▸ What you should do
Each line of the listing below must be set down exactly.

##########

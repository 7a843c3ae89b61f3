use std::cell::Cell;
#[cfg(feature = "serde")]
use serde::{Deserialize, Serialize};

/// The distance kept between a stopped train and the end of its authority, in m.
pub(crate) const STOP_MARGIN: f64 = 10.0; // m

/// Speeds within this band of a limit count as being at the limit, in m/s.
const SPEED_TOLERANCE: f64 = 0.05; // m/s

/// A simple speed controller: it accelerates towards the allowed speed and brakes so that
/// the train can always stop within its authority. Car-level physics are out of scope.
#[derive(Clone, Debug)]
#[cfg_attr(feature = "serde", derive(Serialize, Deserialize))]
pub(crate) struct SpeedController {
    /// The maximum acceleration in m/s^2.
    max_acc: f64,
    /// The service braking deceleration, a positive number in m/s^2.
    brake_dec: f64,
    /// The acceleration chosen for the current step.
    acc: Cell<f64>,
}

impl SpeedController {
    pub fn new(max_acc: f64, brake_dec: f64) -> Self {
        Self {
            max_acc,
            brake_dec,
            acc: Cell::new(0.0),
        }
    }

    pub fn max_acc(&self) -> f64 {
        self.max_acc
    }

    pub fn brake_dec(&self) -> f64 {
        self.brake_dec
    }

    /// Resets the controller. Use at the start of an update.
    pub fn reset(&self) {
        self.acc.set(self.max_acc);
    }

    /// Gets the chosen acceleration.
    pub fn acc(&self) -> f64 {
        self.acc.get()
    }

    /// Applies an emergency brake.
    pub fn emergency_stop(&self, deceleration: f64) {
        self.acc.set(-f64::max(deceleration, self.brake_dec));
    }

    /// Applies a speed limit that holds from the train's current position.
    pub fn apply_speed_limit(&self, vel: f64, limit: f64) {
        let acc = if limit <= 0.0 {
            if vel > 0.0 {
                -self.brake_dec
            } else {
                0.0
            }
        } else if vel < limit - SPEED_TOLERANCE {
            self.max_acc * (1.0 - (vel / limit).powi(4))
        } else if vel <= limit + SPEED_TOLERANCE {
            0.0
        } else {
            -self.brake_dec
        };
        self.limit_acc(acc);
    }

    /// Applies a speed limit that starts `dist` m ahead.
    pub fn apply_upcoming_speed_limit(&self, vel: f64, limit: f64, dist: f64) {
        let safe = (limit.powi(2) + 2.0 * self.brake_dec * f64::max(dist, 0.0)).sqrt();
        self.apply_speed_limit(vel, safe);
    }

    /// Brakes so that the train stops short of a point `dist` m ahead.
    pub fn stop_within(&self, vel: f64, dist: f64) {
        let safe = (2.0 * self.brake_dec * f64::max(dist - STOP_MARGIN, 0.0)).sqrt();
        self.apply_speed_limit(vel, safe);
    }

    fn limit_acc(&self, acc: f64) {
        self.acc.set(f64::min(self.acc.get(), acc));
    }
}

#[cfg(test)]
mod test {
    use super::{SpeedController, STOP_MARGIN};

    #[test]
    fn brakes_before_authority() {
        let c = SpeedController::new(0.5, 0.5);
        c.reset();
        c.stop_within(20.0, 100.0);
        assert_eq!(c.acc(), -0.5);

        c.reset();
        c.stop_within(5.0, 1000.0);
        assert!(c.acc() > 0.0);

        c.reset();
        c.stop_within(0.0, STOP_MARGIN);
        assert_eq!(c.acc(), 0.0);
    }

    #[test]
    fn emergency_is_at_least_service() {
        let c = SpeedController::new(0.5, 0.8);
        c.emergency_stop(0.3);
        assert_eq!(c.acc(), -0.8);
        c.emergency_stop(1.5);
        assert_eq!(c.acc(), -1.5);
    }
}
//! The track network: sections, their links, and the signals along them.

pub use gateway::NextObject;
pub use passing::PassingPath;
pub(crate) use section::Blocked;
pub use section::{Pin, SectionKind, TrackSection};
pub use signal::{Aspect, Signal, SignalKind};

use crate::error::AuthorityError;
use crate::route::{Route, RouteElement};
use crate::train::TrainHandle;
use crate::util::DISTANCE_EPSILON;
use crate::{SectionId, SectionSet, SignalId, SignalSet, TrainId};
use log::warn;
#[cfg(feature = "serde")]
use serde::{Deserialize, Serialize};

mod gateway;
mod passing;
mod section;
mod signal;

/// A network of track circuit sections.
///
/// The topology is built once and then only the section and signal states change.
#[derive(Clone, Debug, Default)]
#[cfg_attr(feature = "serde", derive(Serialize, Deserialize))]
pub struct TrackNetwork {
    /// The sections in the network.
    sections: SectionSet,
    /// The signals and speed posts.
    signals: SignalSet,
    /// Registered passing paths, in both directions of travel.
    passing_paths: Vec<PassingPath>,
}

##########

▸ Result of this task
repository 7a843c3ae89b61f3
use std::cell::Cell;
#[cfg(feature = "serde")]
use serde::{Deserialize, Serialize};

/// The distance kept between a stopped train and the end of its authority, in m.
pub(crate) const STOP_MARGIN: f64 = 10.0; // m

/// Speeds within this band of a limit count as being at the limit, in m/s.
const SPEED_TOLERANCE: f64 = 0.05; // m/s

/// A simple speed controller: it accelerates towards the allowed speed and brakes so that
/// the train can always stop within its authority. Car-level physics are out of scope.
#[derive(Clone, Debug)]
#[cfg_attr(feature = "serde", derive(Serialize, Deserialize))]
pub(crate) struct SpeedController {
    /// The maximum acceleration in m/s^2.
    max_acc: f64,
    /// The service braking deceleration, a positive number in m/s^2.
    brake_dec: f64,
    /// The acceleration chosen for the current step.
    acc: Cell<f64>,
}

impl SpeedController {
    pub fn new(max_acc: f64, brake_dec: f64) -> Self {
        Self {
            max_acc,
            brake_dec,
            acc: Cell::new(0.0),
        }
    }

    pub fn max_acc(&self) -> f64 {
        self.max_acc
    }

    pub fn brake_dec(&self) -> f64 {
        self.brake_dec
    }

    /// Resets the controller. Use at the start of an update.
    pub fn reset(&self) {
        self.acc.set(self.max_acc);
    }

    /// Gets the chosen acceleration.
    pub fn acc(&self) -> f64 {
        self.acc.get()
    }

    /// Applies an emergency brake.
    pub fn emergency_stop(&self, deceleration: f64) {
        self.acc.set(-f64::max(deceleration, self.brake_dec));
    }

    /// Applies a speed limit that holds from the train's current position.
    pub fn apply_speed_limit(&self, vel: f64, limit: f64) {
        let acc = if limit <= 0.0 {
            if vel > 0.0 {
                -self.brake_dec
            } else {
                0.0
            }
        } else if vel < limit - SPEED_TOLERANCE {
            self.max_acc * (1.0 - (vel / limit).powi(4))
        } else if vel <= limit + SPEED_TOLERANCE {
            0.0
        } else {
            -self.brake_dec
        };
        self.limit_acc(acc);
    }

    /// Applies a speed limit that starts `dist` m ahead.
    pub fn apply_upcoming_speed_limit(&self, vel: f64, limit: f64, dist: f64) {
        let safe = (limit.powi(2) + 2.0 * self.brake_dec * f64::max(dist, 0.0)).sqrt();
        self.apply_speed_limit(vel, safe);
    }

    /// Brakes so that the train stops short of a point `dist` m ahead.
    pub fn stop_within(&self, vel: f64, dist: f64) {
        let safe = (2.0 * self.brake_dec * f64::max(dist - STOP_MARGIN, 0.0)).sqrt();
        self.apply_speed_limit(vel, safe);
    }

    fn limit_acc(&self, acc: f64) {
        self.acc.set(f64::min(self.acc.get(), acc));
    }
}

#[cfg(test)]
mod test {
    use super::{SpeedController, STOP_MARGIN};

    #[test]
    fn brakes_before_authority() {
        let c = SpeedController::new(0.5, 0.5);
        c.reset();
        c.stop_within(20.0, 100.0);
        assert_eq!(c.acc(), -0.5);

        c.reset();
        c.stop_within(5.0, 1000.0);
        assert!(c.acc() > 0.0);

        c.reset();
        c.stop_within(0.0, STOP_MARGIN);
        assert_eq!(c.acc(), 0.0);
    }

    #[test]
    fn emergency_is_at_least_service() {
        let c = SpeedController::new(0.5, 0.8);
        c.emergency_stop(0.3);
        assert_eq!(c.acc(), -0.8);
        c.emergency_stop(1.5);
        assert_eq!(c.acc(), -1.5);
    }
}
//! The track network: sections, their links, and the signals along them.

pub use gateway::NextObject;
pub use passing::PassingPath;
pub(crate) use section::Blocked;
pub use section::{Pin, SectionKind, TrackSection};
pub use signal::{Aspect, Signal, SignalKind};

use crate::error::AuthorityError;
use crate::route::{Route, RouteElement};
use crate::train::TrainHandle;
use crate::util::DISTANCE_EPSILON;
use crate::{SectionId, SectionSet, SignalId, SignalSet, TrainId};
use log::warn;
#[cfg(feature = "serde")]
use serde::{Deserialize, Serialize};

mod gateway;
mod passing;
mod section;
mod signal;

/// A network of track circuit sections.
///
/// The topology is built once and then only the section and signal states change.
#[derive(Clone, Debug, Default)]
#[cfg_attr(feature = "serde", derive(Serialize, Deserialize))]
pub struct TrackNetwork {
    /// The sections in the network.
    sections: SectionSet,
    /// The signals and speed posts.
    signals: SignalSet,
    /// Registered passing paths, in both directions of travel.
    passing_paths: Vec<PassingPath>,
}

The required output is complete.